§ WHAT IS BEING ASKED: The exercise asks you to copy every line below in which "skip" appears.

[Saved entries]
━━━━━━

#[cfg(test)]
mod tests {
    use super::*;
    use crate::domain::fixtures::retreat;
    use crate::domain::{CategoryWeights, Dimension};
    use proptest::prelude::*;

    fn option(id: &str, category: Category, price: i64, rating: f64) -> VendorOption {
        VendorOption::new(id, category, format!("Vendor {}", id), Decimal::from(price)).with_rating(rating)
    }

    fn catalog() -> OptionsCatalog {
        OptionsCatalog::new(vec![
            option("f1", Category::Flights, 300, 4.2).with_signal(Dimension::Timing, 0.9),
            option("f2", Category::Flights, 260, 3.9).with_signal(Dimension::Timing, 0.4),
            option("h1", Category::Hotels, 100, 4.0)
                .with_rooms(30)
                .with_location_score(0.8)
                .with_amenities(["pool"]),
            option("h2", Category::Hotels, 150, 4.8)
                .with_rooms(30)
                .with_location_score(0.8)
                .with_amenities(["pool"]),
            option("m1", Category::MeetingRooms, 2000, 4.5).with_seats(60),
            option("m2", Category::MeetingRooms, 1500, 4.0).with_seats(40),
            option("c1", Category::Catering, 40, 4.6),
            option("c2", Category::Catering, 35, 4.1),
        ])
    }

    fn scenario_profile() -> WeightProfile {
        let mut profile = WeightProfile::default()
            .with_importance(Category::Hotels, 45.0)
            .with_importance(Category::Flights, 25.0)
            .with_importance(Category::MeetingRooms, 15.0)
            .with_importance(Category::Catering, 15.0);
        profile.hotels = CategoryWeights {
            price_weight: 20.0,
            trust_weight: 50.0,
            location_weight: 20.0,
            amenities_weight: 10.0,
            ..Default::default()
        };
        profile
    }

    /// Distinct non-`skip` selections in first-appearance order
    fn projection(ranking: &Ranking, skip: Category) -> Vec<String> {
        let mut seen = Vec::new();
        for package in &ranking.packages {
            let key: Vec<&str> = package
                .selections
                .iter()
                .filter(|(c, _)| **c != skip)
                .map(|(_, o)| o.option_id.as_str())
                .collect();
            let key = key.join("+");
            if !seen.contains(&key) {
                seen.push(key);
            }
        }
        seen
    }

    #[test]
    fn test_higher_trust_hotel_wins_scenario() {
        let ranking = ScoringEngine::default()
            .rank(&catalog(), &scenario_profile(), &retreat())
            .unwrap();

        let top = ranking.top().unwrap();
        assert_eq!(top.selection(Category::Hotels).unwrap().option_id, "h2");
        assert_eq!(top.rank, 1);

        let hotel = top.breakdown.iter().find(|b| b.category == Category::Hotels).unwrap();
        assert!((hotel.score.unwrap() - 0.8).abs() < 1e-9);
        assert!(ranking.diagnostic.is_none());
    }

    #[test]
    fn test_ranking_shape() {
        let ranking = ScoringEngine::default()
            .rank(&catalog(), &WeightProfile::default(), &retreat())
            .unwrap();

        assert_eq!(ranking.considered, 16);
        assert_eq!(ranking.packages.len(), 16);
        for (idx, package) in ranking.packages.iter().enumerate() {
            assert_eq!(package.rank, idx + 1);
            assert_eq!(package.selections.len(), 4);
            assert!(package.package_id.starts_with("pkg:f"));
            assert!(!package.explanation.is_empty());
        }
        for pair in ranking.packages.windows(2) {
            assert_ne!(compare_packages(&pair[0], &pair[1]), Ordering::Greater);
        }
    }

    #[test]
    fn test_ranking_is_deterministic() {
        let engine = ScoringEngine::default();
        let a = engine.rank(&catalog(), &WeightProfile::default(), &retreat()).unwrap();
        let b = engine.rank(&catalog(), &WeightProfile::default(), &retreat()).unwrap();
        assert_eq!(a, b);
    }

    #[test]
    fn test_all_zero_importance_is_meaningless() {
        let profile = Category::ALL
            .iter()
            .fold(WeightProfile::default(), |p, c| p.with_importance(*c, 0.0));
        let ranking = ScoringEngine::default().rank(&catalog(), &profile, &retreat()).unwrap();
        assert!(ranking.is_empty());
        assert_eq!(ranking.diagnostic, Some(Diagnostic::NoMeaningfulRanking));
    }

    #[test]
    fn test_empty_required_category() {
        let mut catalog = catalog();
        catalog.options.retain(|o| o.category != Category::Catering);
        let ranking = ScoringEngine::default()
            .rank(&catalog, &WeightProfile::default(), &retreat())
            .unwrap();
        assert!(ranking.is_empty());
        assert_eq!(
            ranking.diagnostic,
            Some(Diagnostic::NoPackagesProducible {
                category: Category::Catering
            })
        );
    }

    #[test]
    fn test_unrequired_category_ignored() {
        let mut req = retreat();
        req.categories.remove(&Category::Flights);
        let ranking = ScoringEngine::default()
            .rank(&catalog(), &WeightProfile::default(), &req)
            .unwrap();
        assert_eq!(ranking.considered, 8);
        assert!(ranking.packages.iter().all(|p| p.selection(Category::Flights).is_none()));
    }

    #[test]
    fn test_nothing_fits_budget_returns_all_flagged() {
        let mut req = retreat();
        req.budget = Decimal::from(100);
        let ranking = ScoringEngine::default()
            .rank(&catalog(), &WeightProfile::default(), &req)
            .unwrap();
        assert_eq!(ranking.packages.len(), 16);
        assert!(ranking.all_over_budget());
        assert!(ranking.top().unwrap().explanation.starts_with("Over budget"));
    }

    #[test]
    fn test_budget_drops_expensive_packages() {
        // cheapest: f2 13000 + h1 2500 + m2 3000 + c2 3500 = 22000
        let mut req = retreat();
        req.budget = Decimal::from(22000);
        let ranking = ScoringEngine::default()
            .rank(&catalog(), &WeightProfile::default(), &req)
            .unwrap();
        assert_eq!(ranking.packages.len(), 1);
        assert_eq!(ranking.packages[0].package_id, "pkg:f2+h1+m2+c2");
        assert!(!ranking.packages[0].over_budget);
        assert_eq!(ranking.packages[0].estimated_cost, Decimal::from(22000));
    }

    #[test]
    fn test_zero_sub_weights_exclude_category() {
        let mut profile = WeightProfile::default();
        profile.catering = CategoryWeights::default();
        let ranking = ScoringEngine::default().rank(&catalog(), &profile, &retreat()).unwrap();

        let top = ranking.top().unwrap();
        let catering = top.breakdown.iter().find(|b| b.category == Category::Catering).unwrap();
        assert_eq!(catering.score, None);
        assert_eq!(catering.contribution, 0.0);
        assert_eq!(catering.excluded.as_deref(), Some("all sub-weights are zero"));
        assert!(top.explanation.contains("Not scored: catering"));
    }

    #[test]
    fn test_zero_importance_category_does_not_affect_order() {
        let base = WeightProfile::default().with_importance(Category::Catering, 0.0);
        let engine = ScoringEngine::default();
        let first = engine.rank(&catalog(), &base, &retreat()).unwrap();

        let mut reweighted = base.clone();
        reweighted.catering = CategoryWeights {
            price_weight: 90.0,
            dietary_weight: 10.0,
            ..Default::default()
        };
        let second = engine.rank(&catalog(), &reweighted, &retreat()).unwrap();
        let ids = |r: &Ranking| r.packages.iter().map(|p| p.package_id.clone()).collect::<Vec<_>>();
        assert_eq!(ids(&first), ids(&second));

        let mut swapped = catalog();
        swapped.options.retain(|o| o.category != Category::Catering);
        swapped.options.push(option("c9", Category::Catering, 80, 1.0));
        swapped.options.push(option("c8", Category::Catering, 20, 5.0));
        let third = engine.rank(&swapped, &base, &retreat()).unwrap();
        assert_eq!(
            projection(&first, Category::Catering),
            projection(&third, Category::Catering)
        );
    }

    #[test]
    fn test_generation_is_bounded() {
        let mut options = Vec::new();
        for category in Category::ALL {
            for i in 0..5 {
                options.push(option(
                    &format!("{}-{}", category, i),
                    category,
                    10 + i,
                    3.0 + i as f64 * 0.25,
                ));
            }
        }
        let engine = ScoringEngine::new(
            ScoringConfig {
                max_options_per_category: 2,
                max_packages: 10,
            },
            QuantityPolicy::default(),
        );
        let ranking = engine
            .rank(&OptionsCatalog::new(options), &WeightProfile::default(), &retreat())
            .unwrap();
        // hotels favor the pricier options, so their cheapest rides along: 2 x 3 x 2 x 2
        assert_eq!(ranking.considered, 24);
        assert_eq!(ranking.packages.len(), 10);
    }

    fn hotels_only() -> Requirements {
        let mut req = retreat();
        req.categories = [Category::Hotels].into_iter().collect();
        req
    }

    fn trust_only() -> WeightProfile {
        let mut profile = WeightProfile::default();
        profile.hotels = CategoryWeights {
            trust_weight: 1.0,
            ..Default::default()
        };
        profile
    }

    fn ids(ranking: &Ranking) -> Vec<&str> {
        ranking.packages.iter().map(|p| p.package_id.as_str()).collect()
    }

    #[test]
    fn test_cheapest_option_survives_trimming() {
        // 25 room-nights: only the cheap hotel fits a 1000 budget
        let mut options: Vec<VendorOption> = (0..8)
            .map(|i| option(&format!("lux{}", i), Category::Hotels, 200 + 10 * i, 4.0 + 0.1 * i as f64))
            .collect();
        options.push(option("cheap", Category::Hotels, 10, 1.0));
        let mut req = hotels_only();
        req.budget = Decimal::from(1000);

        let ranking = ScoringEngine::default()
            .rank(&OptionsCatalog::new(options), &trust_only(), &req)
            .unwrap();
        assert_eq!(ranking.considered, 9);
        assert_eq!(ids(&ranking), vec!["pkg:cheap"]);
        assert!(!ranking.all_over_budget());
        assert_eq!(ranking.packages[0].estimated_cost, Decimal::from(250));
    }

    #[test]
    fn test_equal_scores_rank_cheaper_first() {
        let catalog = OptionsCatalog::new(vec![
            option("ha", Category::Hotels, 120, 4.0),
            option("hz", Category::Hotels, 100, 4.0),
        ]);
        let ranking = ScoringEngine::default()
            .rank(&catalog, &trust_only(), &hotels_only())
            .unwrap();
        assert_eq!(ranking.packages[0].score, ranking.packages[1].score);
        assert_eq!(ids(&ranking), vec!["pkg:hz", "pkg:ha"]);
    }

    #[test]
    fn test_equal_scores_and_cost_rank_by_id() {
        let catalog = OptionsCatalog::new(vec![
            option("hb", Category::Hotels, 100, 4.0),
            option("ha", Category::Hotels, 100, 4.0),
        ]);
        let ranking = ScoringEngine::default()
            .rank(&catalog, &trust_only(), &hotels_only())
            .unwrap();
        assert_eq!(ids(&ranking), vec!["pkg:ha", "pkg:hb"]);
        assert_eq!(ranking.packages[0].rank, 1);
    }

    #[test]
    fn test_huge_weights_still_discriminate() {
        let mut profile = WeightProfile::default();
        profile.hotels = CategoryWeights {
            trust_weight: 1e308,
            price_weight: 5e307,
            ..Default::default()
        };
        let catalog = OptionsCatalog::new(vec![
            option("h1", Category::Hotels, 100, 4.0),
            option("h2", Category::Hotels, 150, 4.8),
        ]);
        let ranking = ScoringEngine::default()
            .rank(&catalog, &profile, &hotels_only())
            .unwrap();
        assert_eq!(ids(&ranking), vec!["pkg:h2", "pkg:h1"]);
        assert!((ranking.packages[0].score - 2.0 / 3.0).abs() < 1e-9);
        assert!((ranking.packages[1].score - 1.0 / 3.0).abs() < 1e-9);

        let profile = Category::ALL
            .iter()
            .fold(WeightProfile::default(), |p, c| p.with_importance(*c, f64::MAX));
        let ranking = ScoringEngine::default().rank(&self::catalog(), &profile, &retreat()).unwrap();
        let top = ranking.top().unwrap();
        assert!(top.score > 0.0 && top.score <= 1.0);
        assert!(top.score > ranking.packages.last().unwrap().score);
    }

    #[test]
    fn test_oversized_request_does_not_overflow() {
        let mut req = retreat();
        req.attendees = 3_000_000_000;
        let ranking = ScoringEngine::default()
            .rank(&catalog(), &WeightProfile::default(), &req)
            .unwrap();
        assert_eq!(ranking.packages.len(), 16);
        assert!(ranking.all_over_budget());
    }

    #[test]
    fn test_invalid_weights_rejected() {
        let profile = WeightProfile::default().with_importance(Category::Hotels, f64::INFINITY);
        let err = ScoringEngine::default().rank(&catalog(), &profile, &retreat()).unwrap_err();
        let ScoringError::InvalidWeights(v) = err;
        assert_eq!(v.field, "category_importance.hotels");
    }

    proptest! {
        #[test]
        fn prop_scores_stay_in_unit_interval(
            prices in prop::collection::vec(1i64..5000, 4..12),
            ratings in prop::collection::vec(0.0f64..=5.0, 12),
            importance in prop::collection::vec(0.0f64..1000.0, 4),
            price_weight in 0.0f64..100.0,
        ) {
            let options: Vec<VendorOption> = prices
                .iter()
                .enumerate()
                .map(|(i, p)| option(&format!("o{}", i), Category::ALL[i % 4], *p, ratings[i]))
                .collect();
            let mut profile = WeightProfile::default();
            for (category, weight) in Category::ALL.iter().zip(&importance) {
                profile = profile.with_importance(*category, *weight);
            }
            profile.hotels.price_weight = price_weight;

            let ranking = ScoringEngine::default()
                .rank(&OptionsCatalog::new(options), &profile, &retreat())
                .unwrap();
            for package in &ranking.packages {
                prop_assert!((0.0..=1.0).contains(&package.score));
            }
        }
    }
}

━━━━━━

§ TASK RESPONSE:
    /// Distinct non-`skip` selections in first-appearance order
    fn projection(ranking: &Ranking, skip: Category) -> Vec<String> {
                .filter(|(c, _)| **c != skip)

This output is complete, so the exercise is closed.